Paris - Die französische Regierung hat ihre Prognose für das Haushaltsdefizit 2002 auf 2,8 Prozent angehoben, bleibt damit aber unter der Defizitgrenze des Stabilitätspakts von 3,0 Prozent. Bislang war die Regierung von einem Staatsdefizit von 2,6 Prozent des Bruttoinlandsprodukts ausgegangen. Haushaltsminister Alain Lambert machte für die Ausweitung der Verschuldung die andauernde Abschwächung der Konjunktur verantwortlich. Für das laufende Jahr werde nur noch mit einem Wirtschaftswachstum von einem Prozent gerechnet, erklärte er nach der Kabinettssitzung am Mittwoch in Paris.

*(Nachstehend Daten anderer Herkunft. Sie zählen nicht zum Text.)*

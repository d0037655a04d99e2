/// Event attendance log
///
/// One row per (account, event). Creating a log, and flipping its status,
/// moves the account's attendance counter for the event type inside the same
/// transaction, so counters always equal the number of active logs.
///
/// # Example
///
/// ```no_run
/// use academy_shared::models::event_log::{CreateEventLog, EventLog};
/// # use sqlx::PgPool;
/// # async fn example(pool: PgPool) -> Result<(), sqlx::Error> {
/// let log = EventLog::create_with_attendance(&pool, CreateEventLog {
///     account_id: 4,
///     event_id: 9,
///     vendor_id: 1,
///     user_name: "Budi".to_string(),
///     event_type: "training".to_string(),
///     note: String::new(),
/// }).await?;
///
/// // Marking the log absent decrements training_count again
/// EventLog::update_status(&pool, log.id, false, "sick").await?;
/// # Ok(())
/// # }
/// ```

use chrono::{DateTime, Utc};
use serde::{Deserialize, Serialize};
use sqlx::{postgres::PgExecutor, PgPool, Postgres, QueryBuilder};

use super::account::{Account, AttendanceCounter};
use super::pagination::{Page, PageRequest};
use crate::auth::authorization::RecordScope;

const EVENT_LOG_COLUMNS: &str = "id, account_id, event_id, vendor_id, user_name, event_type, note, \
     status, created_at, updated_at";

#[derive(Debug, Clone, PartialEq, Serialize, Deserialize, sqlx::FromRow)]
pub struct EventLog {
    pub id: i64,
    pub account_id: i64,
    pub event_id: i64,
    pub vendor_id: i64,
    pub user_name: String,
    pub event_type: String,
    pub note: String,

    /// Present (`true`) or absent
    pub status: bool,

    pub created_at: DateTime<Utc>,
    pub updated_at: DateTime<Utc>,
}

#[derive(Debug, Clone, Serialize, Deserialize)]
pub struct CreateEventLog {
    pub account_id: i64,
    pub event_id: i64,
    pub vendor_id: i64,
    pub user_name: String,
    pub event_type: String,
    pub note: String,
}

#[derive(Debug, Clone, Default, Serialize, Deserialize)]
pub struct EventLogFilter {
    pub event_type: Option<String>,
    pub status: Option<bool>,
    pub event_id: Option<i64>,
    pub vendor_id: Option<i64>,
}

impl EventLogFilter {
    fn push_conditions(&self, builder: &mut QueryBuilder<'_, Postgres>, scope: RecordScope) {
        scope.push_filter(builder, "vendor_id", Some("account_id"));

        if let Some(event_type) = self.event_type.clone().filter(|s| !s.is_empty()) {
            builder.push(" AND event_type = ").push_bind(event_type);
        }
        if let Some(status) = self.status {
            builder.push(" AND status = ").push_bind(status);
        }
        if let Some(event_id) = self.event_id {
            builder.push(" AND event_id = ").push_bind(event_id);
        }
        if let Some(vendor_id) = self.vendor_id {
            builder.push(" AND vendor_id = ").push_bind(vendor_id);
        }
    }
}

impl EventLog {
    /// Inserts an active log and bumps the matching attendance counter
    ///
    /// # Errors
    ///
    /// A unique violation on `event_logs_account_event_key` if the account
    /// already has a log for the event.
    pub async fn create_with_attendance(
        pool: &PgPool,
        data: CreateEventLog,
    ) -> Result<Self, sqlx::Error> {
        let mut tx = pool.begin().await?;

        let sql = format!(
            r#"
            INSERT INTO event_logs (account_id, event_id, vendor_id, user_name, event_type, note, status)
            VALUES ($1, $2, $3, $4, $5, $6, TRUE)
            RETURNING {}
            "#,
            EVENT_LOG_COLUMNS
        );

        let log = sqlx::query_as::<_, EventLog>(&sql)
            .bind(data.account_id)
            .bind(data.event_id)
            .bind(data.vendor_id)
            .bind(data.user_name)
            .bind(data.event_type)
            .bind(data.note)
            .fetch_one(&mut *tx)
            .await?;

        if let Some(counter) = AttendanceCounter::from_event_type(&log.event_type) {
            Account::adjust_counter(&mut *tx, log.account_id, counter, 1).await?;
        }

        tx.commit().await?;

        tracing::debug!(
            event_log_id = log.id,
            account_id = log.account_id,
            event_id = log.event_id,
            "Recorded attendance"
        );

        Ok(log)
    }

    pub async fn find_by_id<'e>(
        executor: impl PgExecutor<'e>,
        id: i64,
    ) -> Result<Option<Self>, sqlx::Error> {
        let sql = format!("SELECT {} FROM event_logs WHERE id = $1", EVENT_LOG_COLUMNS);

        sqlx::query_as::<_, EventLog>(&sql)
            .bind(id)
            .fetch_optional(executor)
            .await
    }

    pub async fn exists_for(pool: &PgPool, account_id: i64, event_id: i64) -> Result<bool, sqlx::Error> {
        sqlx::query_scalar::<_, bool>(
            "SELECT EXISTS(SELECT 1 FROM event_logs WHERE account_id = $1 AND event_id = $2)",
        )
        .bind(account_id)
        .bind(event_id)
        .fetch_one(pool)
        .await
    }

    /// Sets status and note; adjusts the counter only when status flips
    ///
    /// Returns `None` if the log doesn't exist.
    pub async fn update_status(
        pool: &PgPool,
        id: i64,
        status: bool,
        note: &str,
    ) -> Result<Option<Self>, sqlx::Error> {
        let mut tx = pool.begin().await?;

        let previous: Option<bool> =
            sqlx::query_scalar("SELECT status FROM event_logs WHERE id = $1 FOR UPDATE")
                .bind(id)
                .fetch_optional(&mut *tx)
                .await?;

        let Some(previous) = previous else {
            return Ok(None);
        };

        let sql = format!(
            r#"
            UPDATE event_logs
            SET status = $2, note = $3, updated_at = NOW()
            WHERE id = $1
            RETURNING {}
            "#,
            EVENT_LOG_COLUMNS
        );

        let log = sqlx::query_as::<_, EventLog>(&sql)
            .bind(id)
            .bind(status)
            .bind(note)
            .fetch_one(&mut *tx)
            .await?;

        if previous != status {
            if let Some(counter) = AttendanceCounter::from_event_type(&log.event_type) {
                let delta = if status { 1 } else { -1 };
                Account::adjust_counter(&mut *tx, log.account_id, counter, delta).await?;
            }
        }

        tx.commit().await?;

        Ok(Some(log))
    }

    /// Accounts marked present for an event
    pub async fn present_account_ids<'e>(
        executor: impl PgExecutor<'e>,
        vendor_id: i64,
        event_id: i64,
    ) -> Result<Vec<i64>, sqlx::Error> {
        sqlx::query_scalar::<_, i64>(
            r#"
            SELECT account_id FROM event_logs
            WHERE vendor_id = $1 AND event_id = $2 AND status = TRUE
            ORDER BY account_id
            "#,
        )
        .bind(vendor_id)
        .bind(event_id)
        .fetch_all(executor)
        .await
    }

    pub async fn list(
        pool: &PgPool,
        scope: RecordScope,
        filter: &EventLogFilter,
        page: PageRequest,
    ) -> Result<Page<Self>, sqlx::Error> {
        let mut count = QueryBuilder::<Postgres>::new("SELECT COUNT(*) FROM event_logs WHERE TRUE");
        filter.push_conditions(&mut count, scope);
        let total: i64 = count.build_query_scalar().fetch_one(pool).await?;

        let mut select = QueryBuilder::<Postgres>::new(format!(
            "SELECT {} FROM event_logs WHERE TRUE",
            EVENT_LOG_COLUMNS
        ));
        filter.push_conditions(&mut select, scope);
        select
            .push(" ORDER BY created_at DESC, id DESC LIMIT ")
            .push_bind(page.limit)
            .push(" OFFSET ")
            .push_bind(page.offset());

        let items = select.build_query_as::<EventLog>().fetch_all(pool).await?;

        Ok(Page::new(items, total, page))
    }
}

Die EU-Kommission hatte am Vortag eine Defizit-Frühwarnung an Paris gerichtet, weil die Neuverschuldung an die Obergrenze von 3,0 Prozent rückt. Nach EU-Vorhersagen dürfte Frankreich 2003 ein Defizit von 2,9 Prozent erreichen.

Frankreich hält an seiner Defizitprognose von 2,6 Prozent für 2003 fest, hieß es dagegen aus dem Wirtschafts- und Finanzministerium. Dazu würden entsprechende Anstrengungen unternommen, versicherte Lambert. Für das Haushaltsdefizit 2002 werden 46,8 Milliarden Euro veranschlagt. Noch im Sommer waren 44,6 Milliarden Euro erwartet worden.